▶ _Action item_: Copy verbatim the block of lines in the entries below whose first line contains "ticker.set_missed_tick_behavior(MissedTickBehavior::Skip);" and whose last line contains "Ok(summary) if summary.status". Leave out all other lines.

--- Data shown Enclosed Below ---

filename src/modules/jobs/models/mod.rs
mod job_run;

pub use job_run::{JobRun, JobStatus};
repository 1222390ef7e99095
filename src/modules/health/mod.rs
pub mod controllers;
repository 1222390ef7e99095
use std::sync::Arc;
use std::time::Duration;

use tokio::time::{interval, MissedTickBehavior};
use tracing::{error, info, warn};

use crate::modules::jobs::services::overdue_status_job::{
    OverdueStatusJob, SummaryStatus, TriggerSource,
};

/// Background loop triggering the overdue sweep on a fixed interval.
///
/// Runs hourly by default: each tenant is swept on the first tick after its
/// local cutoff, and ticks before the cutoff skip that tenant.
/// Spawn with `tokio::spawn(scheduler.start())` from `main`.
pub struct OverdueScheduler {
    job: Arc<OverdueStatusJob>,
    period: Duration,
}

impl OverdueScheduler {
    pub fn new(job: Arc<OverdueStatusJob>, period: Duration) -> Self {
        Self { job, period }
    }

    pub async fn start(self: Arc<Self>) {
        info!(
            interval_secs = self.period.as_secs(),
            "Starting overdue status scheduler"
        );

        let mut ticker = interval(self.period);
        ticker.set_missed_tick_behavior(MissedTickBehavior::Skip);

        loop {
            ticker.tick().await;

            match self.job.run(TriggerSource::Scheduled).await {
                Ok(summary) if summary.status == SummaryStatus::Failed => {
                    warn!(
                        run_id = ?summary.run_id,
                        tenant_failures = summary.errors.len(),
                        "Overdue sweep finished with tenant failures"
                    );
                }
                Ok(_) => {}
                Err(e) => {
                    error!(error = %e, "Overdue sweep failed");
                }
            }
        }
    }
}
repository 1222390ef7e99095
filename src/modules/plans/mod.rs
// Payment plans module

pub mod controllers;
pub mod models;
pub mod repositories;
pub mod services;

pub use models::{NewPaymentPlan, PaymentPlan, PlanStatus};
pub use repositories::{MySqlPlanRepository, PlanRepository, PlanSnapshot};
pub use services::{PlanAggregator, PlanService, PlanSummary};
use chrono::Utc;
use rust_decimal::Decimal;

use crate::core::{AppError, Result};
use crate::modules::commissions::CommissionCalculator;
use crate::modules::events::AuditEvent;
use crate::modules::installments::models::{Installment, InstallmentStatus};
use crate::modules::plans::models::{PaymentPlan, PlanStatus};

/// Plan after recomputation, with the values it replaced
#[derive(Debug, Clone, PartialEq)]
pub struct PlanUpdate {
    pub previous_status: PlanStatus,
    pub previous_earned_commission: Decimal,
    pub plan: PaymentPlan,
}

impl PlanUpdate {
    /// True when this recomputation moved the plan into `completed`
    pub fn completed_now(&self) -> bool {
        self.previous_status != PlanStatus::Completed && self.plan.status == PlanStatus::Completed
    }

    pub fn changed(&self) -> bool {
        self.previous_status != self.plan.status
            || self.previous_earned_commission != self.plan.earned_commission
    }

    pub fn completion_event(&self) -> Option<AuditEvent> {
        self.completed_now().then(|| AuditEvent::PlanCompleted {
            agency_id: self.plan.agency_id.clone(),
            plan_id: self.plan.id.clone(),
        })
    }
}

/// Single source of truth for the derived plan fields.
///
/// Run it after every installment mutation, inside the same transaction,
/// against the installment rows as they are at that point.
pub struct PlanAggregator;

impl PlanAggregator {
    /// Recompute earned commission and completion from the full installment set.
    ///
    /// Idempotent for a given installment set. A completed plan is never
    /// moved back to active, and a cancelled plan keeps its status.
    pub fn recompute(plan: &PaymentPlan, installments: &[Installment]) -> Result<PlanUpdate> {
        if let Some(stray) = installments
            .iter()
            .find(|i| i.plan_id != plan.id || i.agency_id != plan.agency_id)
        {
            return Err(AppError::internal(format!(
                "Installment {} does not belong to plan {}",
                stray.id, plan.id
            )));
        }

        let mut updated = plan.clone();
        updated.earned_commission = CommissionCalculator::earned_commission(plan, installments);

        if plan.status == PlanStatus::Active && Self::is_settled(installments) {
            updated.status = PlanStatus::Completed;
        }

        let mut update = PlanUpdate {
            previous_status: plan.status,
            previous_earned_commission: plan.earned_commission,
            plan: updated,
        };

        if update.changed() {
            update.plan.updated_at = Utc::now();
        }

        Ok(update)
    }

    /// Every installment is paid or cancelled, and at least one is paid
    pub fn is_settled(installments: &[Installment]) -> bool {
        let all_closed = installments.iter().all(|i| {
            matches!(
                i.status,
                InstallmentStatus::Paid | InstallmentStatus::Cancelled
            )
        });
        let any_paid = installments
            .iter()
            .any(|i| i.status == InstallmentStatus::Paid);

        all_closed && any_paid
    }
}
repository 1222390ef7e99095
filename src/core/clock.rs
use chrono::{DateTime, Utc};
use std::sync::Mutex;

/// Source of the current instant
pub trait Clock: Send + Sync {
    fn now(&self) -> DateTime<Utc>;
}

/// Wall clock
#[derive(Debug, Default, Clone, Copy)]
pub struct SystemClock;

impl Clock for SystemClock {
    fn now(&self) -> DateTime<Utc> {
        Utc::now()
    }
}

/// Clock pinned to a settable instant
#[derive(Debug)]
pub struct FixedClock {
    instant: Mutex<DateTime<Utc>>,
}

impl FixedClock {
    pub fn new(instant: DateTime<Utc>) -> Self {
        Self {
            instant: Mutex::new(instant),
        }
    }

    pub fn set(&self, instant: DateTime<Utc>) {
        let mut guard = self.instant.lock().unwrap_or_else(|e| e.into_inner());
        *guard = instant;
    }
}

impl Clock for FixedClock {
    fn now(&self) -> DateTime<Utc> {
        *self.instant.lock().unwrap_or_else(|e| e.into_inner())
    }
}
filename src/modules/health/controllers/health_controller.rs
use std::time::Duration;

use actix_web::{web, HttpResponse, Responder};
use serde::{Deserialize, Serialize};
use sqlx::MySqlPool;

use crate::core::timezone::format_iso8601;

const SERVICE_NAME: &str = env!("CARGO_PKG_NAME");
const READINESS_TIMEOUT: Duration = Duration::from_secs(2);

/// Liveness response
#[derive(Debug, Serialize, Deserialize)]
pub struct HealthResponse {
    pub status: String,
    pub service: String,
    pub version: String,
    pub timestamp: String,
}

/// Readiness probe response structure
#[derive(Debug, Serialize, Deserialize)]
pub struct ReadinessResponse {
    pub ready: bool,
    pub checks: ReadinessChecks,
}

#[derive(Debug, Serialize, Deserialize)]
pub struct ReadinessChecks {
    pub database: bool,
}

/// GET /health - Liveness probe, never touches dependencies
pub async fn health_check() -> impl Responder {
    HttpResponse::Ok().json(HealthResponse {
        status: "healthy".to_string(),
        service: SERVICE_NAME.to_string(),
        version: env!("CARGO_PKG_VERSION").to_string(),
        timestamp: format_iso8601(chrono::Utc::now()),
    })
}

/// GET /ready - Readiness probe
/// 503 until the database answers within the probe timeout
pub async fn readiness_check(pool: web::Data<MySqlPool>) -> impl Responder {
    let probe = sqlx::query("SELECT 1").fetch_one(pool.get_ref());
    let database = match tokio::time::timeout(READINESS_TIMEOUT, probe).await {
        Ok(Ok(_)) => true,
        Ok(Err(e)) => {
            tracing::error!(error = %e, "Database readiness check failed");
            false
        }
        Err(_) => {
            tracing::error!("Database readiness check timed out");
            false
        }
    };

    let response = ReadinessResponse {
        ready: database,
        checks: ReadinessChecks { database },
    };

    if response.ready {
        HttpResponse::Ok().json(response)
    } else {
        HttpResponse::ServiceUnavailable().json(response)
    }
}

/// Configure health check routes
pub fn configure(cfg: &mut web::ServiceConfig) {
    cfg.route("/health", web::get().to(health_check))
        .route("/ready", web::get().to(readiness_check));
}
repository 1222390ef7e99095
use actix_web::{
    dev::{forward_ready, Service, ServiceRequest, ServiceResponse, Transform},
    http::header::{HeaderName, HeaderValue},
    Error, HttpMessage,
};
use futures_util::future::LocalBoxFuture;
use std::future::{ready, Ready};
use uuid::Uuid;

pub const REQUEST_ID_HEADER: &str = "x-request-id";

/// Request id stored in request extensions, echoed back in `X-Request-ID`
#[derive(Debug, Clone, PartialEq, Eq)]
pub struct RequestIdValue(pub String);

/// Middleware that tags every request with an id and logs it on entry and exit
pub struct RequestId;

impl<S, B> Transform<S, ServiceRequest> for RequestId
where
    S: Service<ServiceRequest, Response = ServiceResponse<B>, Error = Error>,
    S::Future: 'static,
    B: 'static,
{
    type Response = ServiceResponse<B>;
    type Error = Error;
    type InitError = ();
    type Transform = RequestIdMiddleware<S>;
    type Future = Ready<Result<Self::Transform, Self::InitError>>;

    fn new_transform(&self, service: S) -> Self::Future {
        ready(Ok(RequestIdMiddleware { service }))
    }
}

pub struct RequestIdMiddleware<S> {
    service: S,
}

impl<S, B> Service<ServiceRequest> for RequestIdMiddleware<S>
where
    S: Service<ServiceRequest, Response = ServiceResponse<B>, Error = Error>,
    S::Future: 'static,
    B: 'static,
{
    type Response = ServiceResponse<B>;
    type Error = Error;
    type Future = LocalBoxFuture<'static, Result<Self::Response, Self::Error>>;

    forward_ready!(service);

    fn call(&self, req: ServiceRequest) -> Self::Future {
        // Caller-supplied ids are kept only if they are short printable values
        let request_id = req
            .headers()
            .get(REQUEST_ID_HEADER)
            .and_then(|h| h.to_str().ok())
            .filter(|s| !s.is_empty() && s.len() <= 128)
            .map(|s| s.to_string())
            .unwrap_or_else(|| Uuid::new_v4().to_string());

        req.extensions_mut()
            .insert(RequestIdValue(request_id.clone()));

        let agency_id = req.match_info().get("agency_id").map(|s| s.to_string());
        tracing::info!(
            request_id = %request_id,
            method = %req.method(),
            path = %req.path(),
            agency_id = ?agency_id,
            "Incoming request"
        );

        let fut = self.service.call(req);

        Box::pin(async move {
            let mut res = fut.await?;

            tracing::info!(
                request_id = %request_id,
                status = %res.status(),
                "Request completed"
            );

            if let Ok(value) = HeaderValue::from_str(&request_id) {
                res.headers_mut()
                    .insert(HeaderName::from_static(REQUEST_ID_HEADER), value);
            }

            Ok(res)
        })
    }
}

--- End of Enclosed Data shown ---

▶ _Answer box_:
        ticker.set_missed_tick_behavior(MissedTickBehavior::Skip);

        loop {
            ticker.tick().await;

            match self.job.run(TriggerSource::Scheduled).await {
                Ok(summary) if summary.status == SummaryStatus::Failed => {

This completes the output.